Everything I’ve worked for has been for the purpose of giving my mom a chance to leave the financially manipulative claws of my stepdad, a real shot at breaking away from his control.
He takes every cent she makes and hoards it over her head, alongside the accumulated stacks of debt he’s taken out in her name through the years.
“You’re wasting money on long-distance calls again.” Joe’s voice rumbles through the connection, closer to the phone than it should be. My hands start to shake, and I dig my fingernails into my palm, shoulders lined with tension.
“Just talking to Cassy, dear,” my mom whispers, further away from the mic now. I can picture her shrinking, making herself smaller in his presence.
“She doesn’t need to hear from you every day. What’s she gonna do, solve your problems from there?” His voice is getting closer, and I can hear Mom’s sharp intake of breath.
Then her voice returns to the speaker, artificial sunshine filling her voice.
“Cassy, baby, I’ve got to go make dinner. I’ll talk to you another time, okay?” Her voice shakes the tiniest fraction as she forces the words out in an enthusiastic tone.
My eyes grow blurry and full, but I keep my voice even. “Okay, Mom. I love you.”

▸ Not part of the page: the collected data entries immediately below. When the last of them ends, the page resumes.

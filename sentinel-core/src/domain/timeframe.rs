//! Candle timeframes.

use std::fmt;
use std::str::FromStr;

use chrono::TimeDelta;
use serde::{Deserialize, Serialize};

use crate::error::CoreError;

#[derive(Debug, Clone, Copy, PartialEq, Eq, PartialOrd, Ord, Hash, Serialize, Deserialize)]
pub enum Timeframe {
    #[serde(rename = "1m")]
    M1,
    #[serde(rename = "5m")]
    M5,
    #[serde(rename = "15m")]
    M15,
    #[serde(rename = "30m")]
    M30,
    #[serde(rename = "1h")]
    H1,
    #[serde(rename = "4h")]
    H4,
    #[serde(rename = "1d")]
    D1,
}

impl Timeframe {
    pub const ALL: [Timeframe; 7] = [
        Timeframe::M1,
        Timeframe::M5,
        Timeframe::M15,
        Timeframe::M30,
        Timeframe::H1,
        Timeframe::H4,
        Timeframe::D1,
    ];

    pub fn as_str(&self) -> &'static str {
        match self {
            Timeframe::M1 => "1m",
            Timeframe::M5 => "5m",
            Timeframe::M15 => "15m",
            Timeframe::M30 => "30m",
            Timeframe::H1 => "1h",
            Timeframe::H4 => "4h",
            Timeframe::D1 => "1d",
        }
    }

    pub fn minutes(&self) -> i64 {
        match self {
            Timeframe::M1 => 1,
            Timeframe::M5 => 5,
            Timeframe::M15 => 15,
            Timeframe::M30 => 30,
            Timeframe::H1 => 60,
            Timeframe::H4 => 240,
            Timeframe::D1 => 1440,
        }
    }

    /// Spacing between two consecutive candles.
    pub fn interval(&self) -> TimeDelta {
        TimeDelta::minutes(self.minutes())
    }
}

impl fmt::Display for Timeframe {
    fn fmt(&self, f: &mut fmt::Formatter<'_>) -> fmt::Result {
        f.write_str(self.as_str())
    }
}

impl FromStr for Timeframe {
    type Err = CoreError;

    fn from_str(s: &str) -> Result<Self, Self::Err> {
        Timeframe::ALL
            .iter()
            .copied()
            .find(|tf| tf.as_str() == s)
            .ok_or_else(|| CoreError::InvalidInput(format!("unknown timeframe: {s:?}")))
    }
}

“I love you, too, sweetheart.”
Three beeps. The line goes dead.
My phone suddenly pings with a text, and I see Mikhail’s name flash over the screen, but instead of viewing it, I flip the phone over. My lip quivers as silent tears overflow from my eyes, and I wrap myself tighter into the escape of my blanket.
Please, just let me out.
The words echo in my mind, seventeen-year-old me and current me bleeding together in this moment of helplessness.
Lashes fluttering, I press my swollen cheek to the side of my pillow and dream of a world where mothers are allowed to call their daughters, where doors stay unlocked, and where love doesn’t come with the price of silence.